Exaspération, colère et rejet catégorique. Le Patriarcat grec-orthodoxe de Jérusalem a vivement réagi aux restrictions policières, prévues – de manière unilatérale – pour les services de Pâques que les orthodoxes fêteront une semaine après les catholiques, le samedi 23 et le dimanche 24 avril.
« Nous affirmons notre engagement fort et renouvelé envers notre droit naturel de célébrer nos fêtes avec nos communautés, nos familles et de participer ensemble aux prières dans nos églises de la vieille ville de Jérusalem, y compris le droit fondamental de toutes nos communautés d’accéder à l’église du Saint-Sépulcre et à ses environs pendant les festivités de Pâques, notamment pour le Samedi de la Lumière sacrée », peut-on lire dans le communiqué du Patriarcat orthodoxe publié hier sur un ton critique qui en dit long.

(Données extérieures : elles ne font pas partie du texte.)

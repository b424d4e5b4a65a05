//! The lazy object view.

use crate::element::Element;
use crate::materialize::{self, LazyValue};
use crate::tape::TapeNode;
use crate::value::{Map, Value};
use crate::{Error, Result, pointer};

/// A lazy view over an object node.
///
/// Lookup by key scans the entries in parse order and materializes only the
/// value that was asked for. [`Object::values`] and pair iteration are the
/// deliberate exceptions: both hand back fully native data in one call, so a
/// composite value arrives as a real container rather than another view.
///
/// # Examples
///
/// ```
/// use tapedom::{LazyValue, Parser};
///
/// let mut parser = Parser::new();
/// let root = parser.parse(br#"{"name": "badger", "legs": 4}"#)?;
/// let LazyValue::Object(object) = root else { unreachable!() };
/// assert_eq!(object.get("name")?.as_str(), Some("badger"));
/// assert!(object.contains_key("legs")?);
/// assert!(!object.contains_key("wings")?);
/// # Ok::<(), tapedom::Error>(())
/// ```
#[derive(Debug, Clone)]
pub struct Object {
    elem: Element,
}

impl Object {
    pub(crate) fn new(elem: Element) -> Self {
        Self { elem }
    }

    fn raw_len(&self) -> usize {
        match *self.elem.doc().node(self.elem.pos()) {
            TapeNode::Object { len, .. } => len,
            _ => 0,
        }
    }

    /// Number of key/value pairs.
    pub fn len(&self) -> Result<usize> {
        self.elem.ensure_current()?;
        Ok(self.raw_len())
    }

    /// Whether the object has no pairs.
    pub fn is_empty(&self) -> Result<bool> {
        Ok(self.len()? == 0)
    }

    /// The value stored under `key`, materialized shallowly.
    ///
    /// Fails with [`Error::KeyNotFound`] when the key is absent.
    pub fn get(&self, key: &str) -> Result<LazyValue> {
        Ok(materialize::shallow(&self.get_element(key)?))
    }

    /// The element handle stored under `key`, without materializing it.
    pub fn get_element(&self, key: &str) -> Result<Element> {
        self.elem.ensure_current()?;
        let pos = self
            .elem
            .doc()
            .object_value(self.elem.pos(), key)?
            .ok_or_else(|| Error::KeyNotFound(key.to_owned()))?;
        Ok(Element::new(self.elem.doc().clone(), pos))
    }

    /// Whether `key` is present. Absence is the normal `false` case, never
    /// an error.
    pub fn contains_key(&self, key: &str) -> Result<bool> {
        self.elem.ensure_current()?;
        Ok(self.elem.doc().object_value(self.elem.pos(), key)?.is_some())
    }

    /// All keys, in parse order.
    pub fn keys(&self) -> Result<Vec<String>> {
        self.elem.ensure_current()?;
        let len = self.raw_len();
        let mut keys = Vec::with_capacity(len);
        let mut entry = self.elem.pos() + 1;
        for _ in 0..len {
            keys.push(self.elem.doc().key_at(entry)?.to_owned());
            let value_pos = entry + 1;
            entry = value_pos + self.elem.doc().width(value_pos);
        }
        Ok(keys)
    }

    /// All values, each materialized **recursively**, in parse order.
    ///
    /// This is deliberately asymmetric with [`Object::get`], which stays
    /// shallow: `values` exists to hand the caller fully realized data in one
    /// call. The asymmetry is inherited contract, kept on purpose.
    pub fn values(&self) -> Result<Vec<Value>> {
        self.elem.ensure_current()?;
        let len = self.raw_len();
        let mut values = Vec::with_capacity(len);
        let mut entry = self.elem.pos() + 1;
        for _ in 0..len {
            let value_pos = entry + 1;
            values.push(materialize::deep(self.elem.doc(), value_pos)?);
            entry = value_pos + self.elem.doc().width(value_pos);
        }
        Ok(values)
    }

    /// A lazy, forward-only iterator over `(key, value)` pairs.
    ///
    /// Both halves come back native: a composite value is fully
    /// materialized, never a view. Each step re-checks that the document is
    /// current and yields [`Error::Stale`] once the parser has been reused.
    #[must_use]
    pub fn iter(&self) -> ObjectIter {
        ObjectIter {
            elem: self.elem.clone(),
            entry: self.elem.pos() + 1,
            remaining: self.raw_len(),
        }
    }

    /// Resolves a JSON pointer rooted at this object.
    pub fn at_pointer(&self, pointer_str: &str) -> Result<LazyValue> {
        let target = pointer::resolve(self.elem.clone(), pointer_str)?;
        Ok(materialize::shallow(&target))
    }

    /// Freezes the whole object into a native map, recursively, preserving
    /// parse order.
    pub fn to_map(&self) -> Result<Map> {
        self.elem.ensure_current()?;
        let len = self.raw_len();
        let mut map = Map::with_capacity(len);
        let mut entry = self.elem.pos() + 1;
        for _ in 0..len {
            let key = self.elem.doc().key_at(entry)?.to_owned();
            let value_pos = entry + 1;
            map.insert(key, materialize::deep(self.elem.doc(), value_pos)?);
            entry = value_pos + self.elem.doc().width(value_pos);
        }
        Ok(map)
    }
}

impl IntoIterator for &Object {
    type Item = Result<(String, Value)>;
    type IntoIter = ObjectIter;

    fn into_iter(self) -> ObjectIter {
        self.iter()
    }
}

/// Iterator returned by [`Object::iter`].
#[derive(Debug)]
pub struct ObjectIter {
    elem: Element,
    entry: usize,
    remaining: usize,
}

impl Iterator for ObjectIter {
    type Item = Result<(String, Value)>;

    fn next(&mut self) -> Option<Self::Item> {
        if self.remaining == 0 {
            return None;
        }
        if let Err(err) = self.elem.ensure_current() {
            self.remaining = 0;
            return Some(Err(err));
        }
        let key = match self.elem.doc().key_at(self.entry) {
            Ok(key) => key.to_owned(),
            Err(err) => {
                self.remaining = 0;
                return Some(Err(err));
            }
        };
        let value_pos = self.entry + 1;
        let value = match materialize::deep(self.elem.doc(), value_pos) {
            Ok(value) => value,
            Err(err) => {
                self.remaining = 0;
                return Some(Err(err));
            }
        };
        self.entry = value_pos + self.elem.doc().width(value_pos);
        self.remaining -= 1;
        Some(Ok((key, value)))
    }

    fn size_hint(&self) -> (usize, Option<usize>) {
        (0, Some(self.remaining))
    }
}
//! The lazy array view.

use crate::element::Element;
use crate::materialize::{self, LazyValue};
use crate::tape::TapeNode;
use crate::value::Value;
use crate::{Error, Result, pointer};

/// A lazy view over an array node.
///
/// Nothing is materialized until an element is accessed; the view holds only
/// a handle to the parsed document. Indexing accepts negative positions
/// counting from the end, and [`Array::slice`] follows the usual
/// start/stop/step normalization rules, clamping to the array bounds and
/// walking backwards for negative steps.
///
/// # Examples
///
/// ```
/// use tapedom::{LazyValue, Parser};
///
/// let mut parser = Parser::new();
/// let root = parser.parse(br#"[10, 20, 30]"#)?;
/// let LazyValue::Array(array) = root else { unreachable!() };
/// assert_eq!(array.get(-1)?.as_i64(), Some(30));
/// assert_eq!(array.len()?, 3);
/// # Ok::<(), tapedom::Error>(())
/// ```
#[derive(Debug, Clone)]
pub struct Array {
    elem: Element,
}

impl Array {
    pub(crate) fn new(elem: Element) -> Self {
        Self { elem }
    }

    fn raw_len(&self) -> usize {
        match *self.elem.doc().node(self.elem.pos()) {
            TapeNode::Array { len, .. } => len,
            _ => 0,
        }
    }

    /// Number of elements.
    pub fn len(&self) -> Result<usize> {
        self.elem.ensure_current()?;
        Ok(self.raw_len())
    }

    /// Whether the array has no elements.
    pub fn is_empty(&self) -> Result<bool> {
        Ok(self.len()? == 0)
    }

    /// The element at `index`, materialized shallowly.
    ///
    /// Negative indices count from the end. Indices that remain out of range
    /// after normalization fail with [`Error::IndexOutOfBounds`].
    pub fn get(&self, index: i64) -> Result<LazyValue> {
        Ok(materialize::shallow(&self.get_element(index)?))
    }

    /// The element handle at `index`, without materializing it.
    ///
    /// Same indexing rules as [`Array::get`].
    pub fn get_element(&self, index: i64) -> Result<Element> {
        self.elem.ensure_current()?;
        let len = self.raw_len();
        let oob = || Error::IndexOutOfBounds { index, len };

        let len_i64 = i64::try_from(len).map_err(|_| oob())?;
        let normalized = if index < 0 { index + len_i64 } else { index };
        if normalized < 0 || normalized >= len_i64 {
            return Err(oob());
        }
        #[allow(clippy::cast_sign_loss)]
        let pos = self
            .elem
            .doc()
            .array_child(self.elem.pos(), normalized as usize)
            .ok_or_else(|| Error::Internal("bounds-checked array index did not resolve"))?;
        Ok(Element::new(self.elem.doc().clone(), pos))
    }

    /// The elements selected by `start..stop` with `step`, each materialized
    /// shallowly.
    ///
    /// `None` bounds default to the start (or, for negative steps, the end)
    /// of the array; out-of-range bounds clamp rather than fail, so an empty
    /// selection yields an empty vector. A `step` of zero is the one invalid
    /// input.
    pub fn slice(
        &self,
        start: Option<i64>,
        stop: Option<i64>,
        step: i64,
    ) -> Result<Vec<LazyValue>> {
        self.elem.ensure_current()?;
        let len = self.raw_len();
        let mut out = Vec::new();
        let mut cursor = SliceCursor::new(start, stop, step, len)?;
        while let Some(index) = cursor.next_index() {
            let pos = self
                .elem
                .doc()
                .array_child(self.elem.pos(), index)
                .ok_or_else(|| Error::Internal("slice index did not resolve"))?;
            out.push(materialize::shallow(&Element::new(
                self.elem.doc().clone(),
                pos,
            )));
        }
        Ok(out)
    }

    /// A lazy, forward-only iterator over shallowly materialized elements.
    ///
    /// Each step re-checks that the document is current, so an iterator
    /// caught out by a parser reuse yields [`Error::Stale`] instead of data
    /// from a superseded document.
    #[must_use]
    pub fn iter(&self) -> ArrayIter {
        ArrayIter {
            elem: self.elem.clone(),
            cursor: self.elem.pos() + 1,
            remaining: self.raw_len(),
        }
    }

    /// Resolves a JSON pointer rooted at this array.
    pub fn at_pointer(&self, pointer_str: &str) -> Result<LazyValue> {
        let target = pointer::resolve(self.elem.clone(), pointer_str)?;
        Ok(materialize::shallow(&target))
    }

    /// Freezes the whole array into a native vector, recursively.
    pub fn to_vec(&self) -> Result<Vec<Value>> {
        self.elem.ensure_current()?;
        let len = self.raw_len();
        let mut values = Vec::with_capacity(len);
        let mut child = self.elem.pos() + 1;
        for _ in 0..len {
            values.push(materialize::deep(self.elem.doc(), child)?);
            child += self.elem.doc().width(child);
        }
        Ok(values)
    }
}

impl IntoIterator for &Array {
    type Item = Result<LazyValue>;
    type IntoIter = ArrayIter;

    fn into_iter(self) -> ArrayIter {
        self.iter()
    }
}

/// Iterator returned by [`Array::iter`].
#[derive(Debug)]
pub struct ArrayIter {
    elem: Element,
    cursor: usize,
    remaining: usize,
}

impl Iterator for ArrayIter {
    type Item = Result<LazyValue>;

    fn next(&mut self) -> Option<Self::Item> {
        if self.remaining == 0 {
            return None;
        }
        if let Err(err) = self.elem.ensure_current() {
            self.remaining = 0;
            return Some(Err(err));
        }
        let item = materialize::shallow(&Element::new(self.elem.doc().clone(), self.cursor));
        self.cursor += self.elem.doc().width(self.cursor);
        self.remaining -= 1;
        Some(Ok(item))
    }

    fn size_hint(&self) -> (usize, Option<usize>) {
        (0, Some(self.remaining))
    }
}

/// Walks the index sequence of a start/stop/step selection over `len`
/// elements, after clamping both bounds to the valid range.
struct SliceCursor {
    next: i64,
    stop: i64,
    step: i64,
}

impl SliceCursor {
    fn new(start: Option<i64>, stop: Option<i64>, step: i64, len: usize) -> Result<Self> {
        if step == 0 {
            return Err(Error::Syntax("slice step cannot be zero".to_owned()));
        }
        let len = i64::try_from(len)
            .map_err(|_| Error::Internal("array length does not fit a signed index"))?;
        let backwards = step < 0;

        let clamp = |bound: i64| {
            if bound < 0 {
                let shifted = bound + len;
                if shifted >= 0 {
                    shifted
                } else if backwards {
                    -1
                } else {
                    0
                }
            } else if bound >= len {
                if backwards { len - 1 } else { len }
            } else {
                bound
            }
        };

        let next = match start {
            Some(bound) => clamp(bound),
            None if backwards => len - 1,
            None => 0,
        };
        let stop = match stop {
            Some(bound) => clamp(bound),
            None if backwards => -1,
            None => len,
        };
        Ok(Self { next, stop, step })
    }

    fn next_index(&mut self) -> Option<usize> {
        let in_range = if self.step > 0 {
            self.next < self.stop
        } else {
            self.next > self.stop
        };
        if !in_range {
            return None;
        }
        #[allow(clippy::cast_sign_loss)]
        let index = self.next as usize;
        self.next += self.step;
        Some(index)
    }
}

#[cfg(test)]
mod tests {
    use super::*;

    fn indices(start: Option<i64>, stop: Option<i64>, step: i64, len: usize) -> Vec<usize> {
        let mut cursor = SliceCursor::new(start, stop, step, len).expect("valid step");
        let mut out = Vec::new();
        while let Some(index) = cursor.next_index() {
            out.push(index);
        }
        out
    }

    #[test]
    fn forward_slices_clamp_like_the_reference_runtime() {
        assert_eq!(indices(None, None, 1, 4), [0, 1, 2, 3]);
        assert_eq!(indices(Some(1), Some(3), 1, 4), [1, 2]);
        assert_eq!(indices(Some(-2), None, 1, 4), [2, 3]);
        assert_eq!(indices(Some(-9), Some(99), 1, 4), [0, 1, 2, 3]);
        assert!(indices(Some(3), Some(1), 1, 4).is_empty());
        assert_eq!(indices(None, None, 2, 5), [0, 2, 4]);
        assert!(indices(None, None, 1, 0).is_empty());
    }

    #[test]
    fn backward_slices_walk_in_reverse() {
        assert_eq!(indices(None, None, -1, 4), [3, 2, 1, 0]);
        assert_eq!(indices(Some(2), Some(0), -1, 4), [2, 1]);
        assert_eq!(indices(Some(-1), None, -2, 5), [4, 2, 0]);
        assert_eq!(indices(Some(99), Some(-9), -1, 4), [3, 2, 1, 0]);
        assert!(indices(Some(0), Some(2), -1, 4).is_empty());
    }

    #[test]
    fn zero_step_is_refused() {
        assert!(matches!(
            SliceCursor::new(None, None, 0, 3),
            Err(Error::Syntax(_))
        ));
    }
}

Et le Patriarcat d’expliquer que cette position « s’appuie sur le droit divin, l’héritage et l’histoire » car « nos communautés ont exercé ce droit divin librement à travers les âges et les différents gouvernants, quelles que soient les circonstances que la Ville Sainte ait connues dans l’histoire ».
Eviter une tragédie
Selon le communiqué patriarcal, les autorités israéliennes ont en effet décidé cette année de n’autoriser qu’un millier de personnes à entrer dans l’église du Saint-Sépulcre le 23 avril, pour la cérémonie du Feu sacré, prémices de la Vigile pascale. Les ordres de la police, déplore le patriarcat, stipulent également que « seulement » 500 autres personnes pourront « entrer dans la vieille ville et atteindre les espaces du Patriarcat et le toit surplombant l’église du Saint-Sépulcre ».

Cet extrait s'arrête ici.